我的臉都快皺到一起了,就差給他跪下了,“這是他們兩個親口承認的,別看到孩子就說是我的啊,人家那是公然的出雙入對,他不是赫連冰桐的丈夫有什麼理由在這樣的情形下還陪同出使?”
“子衿哥絕不可能是她的丈夫。”月棲一向超然的臉上也有了激動之色,“是我的錯,當初你說赫連冰桐是容家人時,我根本不知道車上的人是子衿哥,如果我知道,根本就不會讓這個誤會持續這麼久。”
“子衿哥什麼時候當面承認過他是赫連冰桐的丈夫?是你自己一直誤會,等我想要和你解釋的時候你突然就消失了,一走就是半個月。
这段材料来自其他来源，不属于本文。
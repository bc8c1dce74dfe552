//! Authentication and rate limiting integration tests.
//!
//! Run with: `cargo test -p profego-api --test auth_test`

mod helpers;

use helpers::{setup_test_app, setup_test_app_with, TEST_EMAIL, TEST_PASSWORD};
use serde_json::{json, Value};

#[tokio::test]
async fn test_register_then_login() {
    let app = setup_test_app().await;
    let client = app.client();

    let register = client
        .post("/api/auth/register")
        .json(&json!({"email": "nuevo@example.com", "password": "clave123"}))
        .await;
    assert_eq!(register.status_code(), 200);
    let body: Value = register.json();
    assert_eq!(body["message"], "User registered successfully");

    let login = client
        .post("/api/auth/login")
        .json(&json!({"email": "nuevo@example.com", "password": "clave123"}))
        .await;
    assert_eq!(login.status_code(), 200);
    let body: Value = login.json();
    assert_eq!(body["email"], "nuevo@example.com");
    assert_eq!(body["message"], "Login successful");

    let token = body["token"].as_str().unwrap().to_string();
    let list = client
        .get("/api/files/list")
        .add_header("Authorization", format!("Bearer {}", token))
        .await;
    assert_eq!(list.status_code(), 200);
    let files: Vec<Value> = list.json();
    assert!(files.is_empty());
}

#[tokio::test]
async fn test_register_existing_email() {
    let app = setup_test_app().await;
    app.identity.add_user(TEST_EMAIL, TEST_PASSWORD);

    let response = app
        .client()
        .post("/api/auth/register")
        .json(&json!({"email": TEST_EMAIL, "password": "otra-clave"}))
        .await;
    assert_eq!(response.status_code(), 400);
}

#[tokio::test]
async fn test_login_failures() {
    let app = setup_test_app().await;
    let client = app.client();
    app.identity.add_user(TEST_EMAIL, TEST_PASSWORD);

    let unknown = client
        .post("/api/auth/login")
        .json(&json!({"email": "nadie@example.com", "password": TEST_PASSWORD}))
        .await;
    assert_eq!(unknown.status_code(), 400);
    let body: Value = unknown.json();
    assert_eq!(body["detail"], "User not found");

    let wrong = client
        .post("/api/auth/login")
        .json(&json!({"email": TEST_EMAIL, "password": "incorrecta"}))
        .await;
    assert_eq!(wrong.status_code(), 400);
    let body: Value = wrong.json();
    assert_eq!(body["detail"], "Invalid credentials");
}

#[tokio::test]
async fn test_credentials_are_validated() {
    let app = setup_test_app().await;
    let client = app.client();

    let bad_email = client
        .post("/api/auth/register")
        .json(&json!({"email": "no-es-correo", "password": "clave123"}))
        .await;
    assert_eq!(bad_email.status_code(), 400);

    let short_password = client
        .post("/api/auth/register")
        .json(&json!({"email": "corto@example.com", "password": "123"}))
        .await;
    assert_eq!(short_password.status_code(), 400);
}

#[tokio::test]
async fn test_login_rate_limited() {
    let app = setup_test_app_with(&[("AUTH_RATE_LIMIT_PER_MINUTE", "2")]).await;
    let client = app.client();
    app.identity.add_user(TEST_EMAIL, TEST_PASSWORD);
    let credentials = json!({"email": TEST_EMAIL, "password": TEST_PASSWORD});

    for _ in 0..2 {
        let response = client.post("/api/auth/login").json(&credentials).await;
        assert_eq!(response.status_code(), 200);
        assert!(response.maybe_header("x-ratelimit-remaining").is_some());
    }

    let limited = client.post("/api/auth/login").json(&credentials).await;
    assert_eq!(limited.status_code(), 429);
    assert!(limited.maybe_header("retry-after").is_some());
    let body: Value = limited.json();
    assert_eq!(body["code"], "TOO_MANY_REQUESTS");
}
pub mod ingest;

pub use ingest::{IngestService, SubmittedFile};
use tracing_subscriber::{
    fmt::format::Format, layer::SubscriberExt, util::SubscriberInitExt, EnvFilter,
};

const DEFAULT_FILTER: &str = "profego=debug,tower_http=debug";

/// Initialize tracing. `log_format` is `json` for structured output, anything else for compact.
pub fn init_telemetry(log_format: &str) -> Result<(), anyhow::Error> {
    let filter =
        EnvFilter::try_from_default_env().unwrap_or_else(|_| EnvFilter::new(DEFAULT_FILTER));

    let result = if log_format.eq_ignore_ascii_case("json") {
        tracing_subscriber::registry()
            .with(filter)
            .with(tracing_subscriber::fmt::layer().json())
            .try_init()
    } else {
        let console_fmt = tracing_subscriber::fmt::layer().event_format(
            Format::default()
                .compact()
                .with_target(false)
                .without_time(),
        );
        tracing_subscriber::registry()
            .with(filter)
            .with(console_fmt)
            .try_init()
    };

    result.map_err(|e| anyhow::anyhow!("Failed to initialize tracing: {}", e))?;
    tracing::info!(log_format = %log_format, "Tracing initialized");
    Ok(())
}
use crate::auth::models::{CredentialsRequest, LoginResponse, MessageResponse};
use crate::error::{ErrorResponse, HttpAppError, ValidatedJson};
use crate::state::AppState;
use axum::{extract::State, Json};
use std::sync::Arc;

#[utoipa::path(
    post,
    path = "/api/auth/login",
    tag = "auth",
    request_body = CredentialsRequest,
    responses(
        (status = 200, description = "Signed in", body = LoginResponse),
        (status = 400, description = "Invalid input, unknown user or bad credentials", body = ErrorResponse),
        (status = 429, description = "Too many attempts", body = ErrorResponse),
        (status = 503, description = "Identity provider unavailable", body = ErrorResponse)
    )
)]
pub async fn login(
    State(state): State<Arc<AppState>>,
    ValidatedJson(request): ValidatedJson<CredentialsRequest>,
) -> Result<Json<LoginResponse>, HttpAppError> {
    let session = state
        .identity
        .sign_in(&request.email, &request.password)
        .await?;

    state.artifacts.init_user(&session.email).await?;

    tracing::info!(user = %session.email, provider = state.identity.name(), "User signed in");

    Ok(Json(LoginResponse {
        email: session.email,
        token: session.token,
        message: "Login successful".to_string(),
    }))
}

#[utoipa::path(
    post,
    path = "/api/auth/register",
    tag = "auth",
    request_body = CredentialsRequest,
    responses(
        (status = 200, description = "User registered", body = MessageResponse),
        (status = 400, description = "Invalid input or email already registered", body = ErrorResponse),
        (status = 503, description = "Identity provider unavailable", body = ErrorResponse)
    )
)]
pub async fn register(
    State(state): State<Arc<AppState>>,
    ValidatedJson(request): ValidatedJson<CredentialsRequest>,
) -> Result<Json<MessageResponse>, HttpAppError> {
    state
        .identity
        .sign_up(&request.email, &request.password)
        .await?;

    state.artifacts.init_user(&request.email).await?;

    tracing::info!(user = %request.email, provider = state.identity.name(), "User registered");

    Ok(Json(MessageResponse {
        message: "User registered successfully".to_string(),
    }))
}
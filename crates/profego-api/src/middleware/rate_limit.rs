use crate::constants::{RATE_LIMIT_WINDOW_SECS, TRUSTED_PROXY_COUNT};
use crate::error::HttpAppError;
use crate::utils::ip_extraction::extract_client_ip;
use axum::{
    extract::{ConnectInfo, Request, State},
    http::{header::RETRY_AFTER, HeaderValue},
    middleware::Next,
    response::{IntoResponse, Response},
};
use profego_core::AppError;
use std::collections::HashMap;
use std::hash::{Hash, Hasher};
use std::net::SocketAddr;
use std::sync::Arc;
use std::time::{Duration, Instant};
use tokio::sync::Mutex;

const SHARD_COUNT: usize = 16;
const MAX_BUCKETS_PER_SHARD: usize = 10_000;

/// Fixed-window counter for one client.
#[derive(Clone)]
struct RateLimitBucket {
    count: u32,
    reset_at: Instant,
}

impl RateLimitBucket {
    fn new(window: Duration) -> Self {
        Self {
            count: 0,
            reset_at: Instant::now() + window,
        }
    }

    fn check_and_increment(&mut self, limit: u32, window: Duration) -> (bool, u32) {
        let now = Instant::now();

        if now >= self.reset_at {
            self.count = 0;
            self.reset_at = now + window;
        }

        if self.count < limit {
            self.count += 1;
            (true, limit.saturating_sub(self.count))
        } else {
            (false, 0)
        }
    }

    fn reset_in(&self) -> Duration {
        self.reset_at.saturating_duration_since(Instant::now())
    }
}

/// Sharded in-memory rate limiter for one route group.
///
/// Keys are hashed onto shards so concurrent clients rarely contend on the same mutex.
pub struct HttpRateLimiter {
    scope: &'static str,
    shards: Vec<Mutex<HashMap<String, RateLimitBucket>>>,
    limit_per_minute: u32,
    window: Duration,
}

impl HttpRateLimiter {
    pub fn new(scope: &'static str, limit_per_minute: u32) -> Self {
        Self::with_window(scope, limit_per_minute, Duration::from_secs(RATE_LIMIT_WINDOW_SECS))
    }

    pub fn with_window(scope: &'static str, limit_per_minute: u32, window: Duration) -> Self {
        let shards = (0..SHARD_COUNT)
            .map(|_| Mutex::new(HashMap::new()))
            .collect();
        Self {
            scope,
            shards,
            limit_per_minute,
            window,
        }
    }

    pub fn scope(&self) -> &'static str {
        self.scope
    }

    pub fn limit(&self) -> u32 {
        self.limit_per_minute
    }

    fn shard(&self, key: &str) -> &Mutex<HashMap<String, RateLimitBucket>> {
        let mut hasher = std::collections::hash_map::DefaultHasher::new();
        key.hash(&mut hasher);
        &self.shards[(hasher.finish() as usize) % self.shards.len()]
    }

    /// Drop buckets whose window ended more than one window ago.
    pub async fn cleanup_expired_buckets(&self) {
        let now = Instant::now();
        let mut total_cleaned = 0;

        for shard in &self.shards {
            let mut buckets = shard.lock().await;
            let before = buckets.len();
            buckets.retain(|_, bucket| {
                bucket.reset_at > now || now.duration_since(bucket.reset_at) < self.window
            });
            total_cleaned += before - buckets.len();
        }

        if total_cleaned > 0 {
            tracing::debug!(
                scope = self.scope,
                buckets_cleaned = total_cleaned,
                "Cleaned up expired rate limit buckets"
            );
        }
    }

    /// Count one request for `key`. `Err` carries the time until the window resets.
    pub async fn check_rate_limit(&self, key: &str) -> Result<u32, Duration> {
        let mut buckets = self.shard(key).lock().await;

        if buckets.len() >= MAX_BUCKETS_PER_SHARD {
            let now = Instant::now();
            buckets.retain(|_, bucket| bucket.reset_at > now);
            if buckets.len() >= MAX_BUCKETS_PER_SHARD {
                let oldest = buckets
                    .iter()
                    .min_by_key(|(_, bucket)| bucket.reset_at)
                    .map(|(k, _)| k.clone());
                if let Some(oldest) = oldest {
                    buckets.remove(&oldest);
                }
            }
        }

        let bucket = buckets
            .entry(key.to_string())
            .or_insert_with(|| RateLimitBucket::new(self.window));

        let (allowed, remaining) = bucket.check_and_increment(self.limit_per_minute, self.window);
        if allowed {
            Ok(remaining)
        } else {
            Err(bucket.reset_in())
        }
    }
}

/// Per-client-IP rate limiting middleware.
///
/// Adds `X-RateLimit-Limit` / `X-RateLimit-Remaining` to responses and answers
/// `429 Too Many Requests` with `Retry-After` once the window is used up.
pub async fn rate_limit_middleware(
    State(rate_limiter): State<Arc<HttpRateLimiter>>,
    request: Request,
    next: Next,
) -> Response {
    let socket_addr = request
        .extensions()
        .get::<ConnectInfo<SocketAddr>>()
        .map(|ConnectInfo(addr)| *addr);
    let ip = extract_client_ip(request.headers(), socket_addr.as_ref(), TRUSTED_PROXY_COUNT);
    let limit = rate_limiter.limit();

    match rate_limiter.check_rate_limit(&ip).await {
        Ok(remaining) => {
            let mut response = next.run(request).await;
            let headers = response.headers_mut();
            headers.insert("x-ratelimit-limit", HeaderValue::from(limit));
            headers.insert("x-ratelimit-remaining", HeaderValue::from(remaining));
            response
        }
        Err(reset_in) => {
            tracing::warn!(
                scope = rate_limiter.scope(),
                client_ip = %ip,
                path = %request.uri().path(),
                limit = limit,
                "Rate limit exceeded"
            );

            let reset_seconds = reset_in.as_secs().max(1);
            let mut response = HttpAppError(AppError::TooManyRequests(
                "Too many requests. Please slow down.".to_string(),
            ))
            .into_response();
            let headers = response.headers_mut();
            headers.insert("x-ratelimit-limit", HeaderValue::from(limit));
            headers.insert("x-ratelimit-remaining", HeaderValue::from(0u32));
            headers.insert(RETRY_AFTER, HeaderValue::from(reset_seconds));
            response
        }
    }
}
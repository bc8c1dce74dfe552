use crate::auth::UserContext;
use crate::error::{ErrorResponse, HttpAppError};
use crate::state::AppState;
use axum::{extract::State, Json};
use profego_storage::UserUsage;
use std::sync::Arc;

#[utoipa::path(
    get,
    path = "/api/user/storage-info",
    tag = "user",
    responses(
        (status = 200, description = "File counts and sizes per tier", body = UserUsage),
        (status = 401, description = "Not authenticated", body = ErrorResponse),
        (status = 500, description = "Storage failure", body = ErrorResponse)
    ),
    security(("bearer_auth" = []))
)]
pub async fn storage_info(
    State(state): State<Arc<AppState>>,
    user: UserContext,
) -> Result<Json<UserUsage>, HttpAppError> {
    let usage = state.artifacts.usage(&user.email).await?;
    Ok(Json(usage))
}
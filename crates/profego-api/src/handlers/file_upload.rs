use crate::auth::UserContext;
use crate::error::{ErrorResponse, HttpAppError};
use crate::state::AppState;
use crate::utils::multipart::{read_submitted_files, UploadLimits};
use axum::{
    extract::{Multipart, State},
    Json,
};
use profego_core::ProcessingResult;
use std::sync::Arc;

#[utoipa::path(
    post,
    path = "/api/files/upload",
    tag = "files",
    request_body(content_type = "multipart/form-data", description = "One or more `files` parts"),
    responses(
        (status = 200, description = "Batch processed; per-file failures are listed in `errors`", body = ProcessingResult),
        (status = 400, description = "Malformed multipart body", body = ErrorResponse),
        (status = 401, description = "Not authenticated", body = ErrorResponse),
        (status = 413, description = "Batch exceeds the request size limit", body = ErrorResponse),
        (status = 429, description = "Rate limit exceeded", body = ErrorResponse)
    ),
    security(("bearer_auth" = []))
)]
#[tracing::instrument(skip(state, multipart), fields(user = %user.email, operation = "upload_files"))]
pub async fn upload_files(
    State(state): State<Arc<AppState>>,
    user: UserContext,
    multipart: Multipart,
) -> Result<Json<ProcessingResult>, HttpAppError> {
    let ingest = state.config.ingest();
    let limits = UploadLimits {
        max_file_size: ingest.max_file_size_bytes,
        max_batch_size: ingest.max_batch_size_bytes,
    };

    let files = read_submitted_files(multipart, limits).await?;
    let result = state.ingest.ingest(&user.email, files).await;

    Ok(Json(result))
}
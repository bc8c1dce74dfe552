//! Domain models shared between the pipeline and the HTTP surface.

use std::fmt::{Display, Formatter, Result as FmtResult};
use std::path::Path;
use std::str::FromStr;

use serde::{Deserialize, Serialize};
use utoipa::ToSchema;

use crate::constants::PROCESSED_SUFFIX;
use crate::error::AppError;

/// Storage tier of an artifact.
///
/// Every user owns two tiers: the bytes exactly as uploaded, and the plain-text
/// conversions derived from them.
#[derive(Debug, Clone, Copy, PartialEq, Eq, Hash, Serialize, Deserialize, ToSchema)]
pub enum Tier {
    #[serde(rename = "original")]
    Original,
    #[serde(rename = "procesado")]
    Processed,
}

impl Tier {
    pub const ALL: [Tier; 2] = [Tier::Original, Tier::Processed];

    /// Category name used on the wire (`original` / `procesado`).
    pub fn category(&self) -> &'static str {
        match self {
            Tier::Original => "original",
            Tier::Processed => "procesado",
        }
    }

    /// Folder under the user's prefix where this tier's objects live.
    pub fn folder(&self) -> &'static str {
        match self {
            Tier::Original => "uploads",
            Tier::Processed => "processed",
        }
    }
}

impl FromStr for Tier {
    type Err = AppError;

    fn from_str(s: &str) -> Result<Self, Self::Err> {
        match s {
            "original" => Ok(Tier::Original),
            "procesado" => Ok(Tier::Processed),
            other => Err(AppError::BadRequest(format!(
                "Unknown category '{}': expected 'original' or 'procesado'",
                other
            ))),
        }
    }
}

impl Display for Tier {
    fn fmt(&self, f: &mut Formatter<'_>) -> FmtResult {
        f.write_str(self.category())
    }
}

/// Name of the processed artifact derived from an original filename: `{stem}_procesado.txt`.
pub fn processed_name(original: &str) -> String {
    let stem = Path::new(original)
        .file_stem()
        .and_then(|s| s.to_str())
        .unwrap_or(original);
    format!("{}{}", stem, PROCESSED_SUFFIX)
}

/// Lowercased extension of a filename without the leading dot.
pub fn extension_of(filename: &str) -> Option<String> {
    Path::new(filename)
        .extension()
        .and_then(|e| e.to_str())
        .map(|e| e.to_lowercase())
}

/// Human-readable type label shown by the frontend for an original artifact.
pub fn file_type_label(filename: &str) -> &'static str {
    match extension_of(filename).as_deref() {
        Some("pdf") => "PDF",
        Some("jpg") | Some("jpeg") | Some("png") => "Imagen",
        Some("doc") | Some("docx") => "Word",
        Some("xls") | Some("xlsx") => "Excel",
        Some("txt") => "Texto",
        Some("csv") => "CSV",
        Some("json") => "JSON",
        Some("xml") => "XML",
        _ => "Archivo",
    }
}

/// Label used for every artifact in the processed tier.
pub const PROCESSED_TYPE_LABEL: &str = "TXT Procesado";

/// Category of a per-file failure inside a batch.
#[derive(Debug, Clone, Copy, PartialEq, Eq, Serialize, Deserialize, ToSchema)]
#[serde(rename_all = "snake_case")]
pub enum FileErrorKind {
    Validation,
    Staging,
    Conversion,
    Storage,
    Internal,
}

/// One failed file in a batch.
#[derive(Debug, Clone, PartialEq, Eq, Serialize, Deserialize, ToSchema)]
pub struct FileError {
    pub kind: FileErrorKind,
    pub filename: String,
    pub message: String,
}

impl FileError {
    pub fn new(kind: FileErrorKind, filename: impl Into<String>, message: impl Into<String>) -> Self {
        Self {
            kind,
            filename: filename.into(),
            message: message.into(),
        }
    }
}

impl Display for FileError {
    fn fmt(&self, f: &mut Formatter<'_>) -> FmtResult {
        write!(f, "{}: {}", self.filename, self.message)
    }
}

/// Aggregate outcome of one ingestion request.
#[derive(Debug, Clone, Serialize, Deserialize, ToSchema)]
pub struct ProcessingResult {
    pub success: bool,
    pub files_uploaded: usize,
    pub files_processed: usize,
    pub message: String,
    /// `"{filename}: {message}"` entries, in submission order.
    pub errors: Vec<String>,
    /// Same failures as `errors`, with their kind.
    pub error_details: Vec<FileError>,
}

impl ProcessingResult {
    pub fn finalize(files_uploaded: usize, files_processed: usize, errors: Vec<FileError>) -> Self {
        let mut message = format!("Files uploaded: {}", files_uploaded);
        if files_processed > 0 {
            message.push_str(&format!(", processed: {}", files_processed));
        }
        Self {
            success: files_uploaded > 0,
            files_uploaded,
            files_processed,
            message,
            errors: errors.iter().map(ToString::to_string).collect(),
            error_details: errors,
        }
    }
}

/// Listing entry returned by `GET /api/files/list`.
#[derive(Debug, Clone, Serialize, Deserialize, ToSchema)]
pub struct FileInfo {
    pub name: String,
    #[serde(rename = "type")]
    pub file_type: String,
    /// Size in MiB rounded to two decimals, suffixed with ` MB`.
    pub size: String,
    pub category: Tier,
    /// Last modification as `YYYY-MM-DD HH:MM`.
    pub date: String,
}

/// Formats a byte count as MiB rounded to two decimals.
pub fn size_mb(size_bytes: u64) -> f64 {
    (size_bytes as f64 / crate::constants::BYTES_PER_MIB as f64 * 100.0).round() / 100.0
}

#[cfg(test)]
mod tests {
    use super::*;

    #[test]
    fn test_processed_name_uses_stem() {
        assert_eq!(processed_name("informe.pdf"), "informe_procesado.txt");
        assert_eq!(processed_name("a.b.docx"), "a.b_procesado.txt");
        assert_eq!(processed_name("notes"), "notes_procesado.txt");
    }

    #[test]
    fn test_tier_category_round_trip() {
        for tier in Tier::ALL {
            assert_eq!(tier.category().parse::<Tier>().unwrap(), tier);
        }
        assert!("processed".parse::<Tier>().is_err());
        assert_eq!(Tier::Processed.folder(), "processed");
        assert_eq!(Tier::Original.folder(), "uploads");
    }

    #[test]
    fn test_tier_serializes_as_category() {
        assert_eq!(
            serde_json::to_string(&Tier::Processed).unwrap(),
            "\"procesado\""
        );
    }

    #[test]
    fn test_file_type_label() {
        assert_eq!(file_type_label("a.PDF"), "PDF");
        assert_eq!(file_type_label("photo.jpeg"), "Imagen");
        assert_eq!(file_type_label("sheet.xls"), "Excel");
        assert_eq!(file_type_label("data.bin"), "Archivo");
        assert_eq!(file_type_label("README"), "Archivo");
    }

    #[test]
    fn test_finalize_message_and_success() {
        let errors = vec![FileError::new(
            FileErrorKind::Validation,
            "virus.exe",
            "File type not allowed",
        )];
        let result = ProcessingResult::finalize(1, 1, errors);
        assert!(result.success);
        assert_eq!(result.message, "Files uploaded: 1, processed: 1");
        assert_eq!(result.errors, vec!["virus.exe: File type not allowed"]);

        let empty = ProcessingResult::finalize(0, 0, Vec::new());
        assert!(!empty.success);
        assert_eq!(empty.message, "Files uploaded: 0");
    }

    #[test]
    fn test_size_mb_rounds_to_two_decimals() {
        assert_eq!(size_mb(0), 0.0);
        assert_eq!(size_mb(1024 * 1024), 1.0);
        assert_eq!(size_mb(1024), 0.0);
        assert_eq!(size_mb(1536 * 1024), 1.5);
    }
}
//! Client IP extraction for rate limiting.

use axum::http::HeaderMap;
use std::net::{IpAddr, SocketAddr};

/// Client IP from `X-Forwarded-For`, `X-Real-IP`, or the socket address, in that order.
///
/// With `trusted_proxy_count` proxies in front of the server, the address added by the
/// outermost trusted proxy is used; anything further left could be spoofed.
pub fn extract_client_ip(
    headers: &HeaderMap,
    socket_addr: Option<&SocketAddr>,
    trusted_proxy_count: usize,
) -> String {
    if let Some(ip) = headers
        .get("x-forwarded-for")
        .and_then(|h| h.to_str().ok())
        .and_then(|value| from_forwarded_for(value, trusted_proxy_count))
    {
        return ip;
    }

    if let Some(ip) = headers
        .get("x-real-ip")
        .and_then(|h| h.to_str().ok())
        .map(str::trim)
        .filter(|ip| is_valid_ip(ip))
    {
        return ip.to_string();
    }

    socket_addr
        .map(|addr| addr.ip().to_string())
        .unwrap_or_else(|| "unknown".to_string())
}

fn from_forwarded_for(header_value: &str, trusted_proxy_count: usize) -> Option<String> {
    if trusted_proxy_count == 0 {
        return None;
    }

    let ips: Vec<&str> = header_value
        .split(',')
        .map(str::trim)
        .filter(|s| !s.is_empty())
        .collect();

    let index = ips.len().checked_sub(trusted_proxy_count)?;
    let candidate = ips.get(index)?;
    is_valid_ip(candidate).then(|| candidate.to_string())
}

fn is_valid_ip(value: &str) -> bool {
    value.parse::<IpAddr>().is_ok()
}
”他越說越急,“你知不知道當年為什麼子衿哥不肯背叛‘千機堂’?他做不到象我一樣說放下就放下?因為他根本就是容家的兒子,他不能背叛自己的母親。”
我徹底的呆了,完全的呆了,實實在在的呆了……
子衿是容家的兒子?
難怪他當初無論我怎麼說,都是鐵定了心要回‘滄水’,難怪他輕輕鬆鬆可以說出將‘千機堂’拱手於我的話。
容家的少爺,那他就是赫連冰桐的弟弟?
那這個孩子怎麼也不可能是赫連冰桐的?
可是為什麼,為什麼子衿不辯解?為什麼他要給我一個那樣的幻覺?
心頭,隱隱有了一個猜測……
‘千機堂’的隱藏地一個是朝堂,一個就是青樓,十個月前我曾經犯過一個錯,一個酒後的錯。
而子衿的觸角,從來都沒有遠離過我的身邊,我的一舉一動,他一直都知道的,從那張張我需要就隨時出現在我面前的信箋就能證明。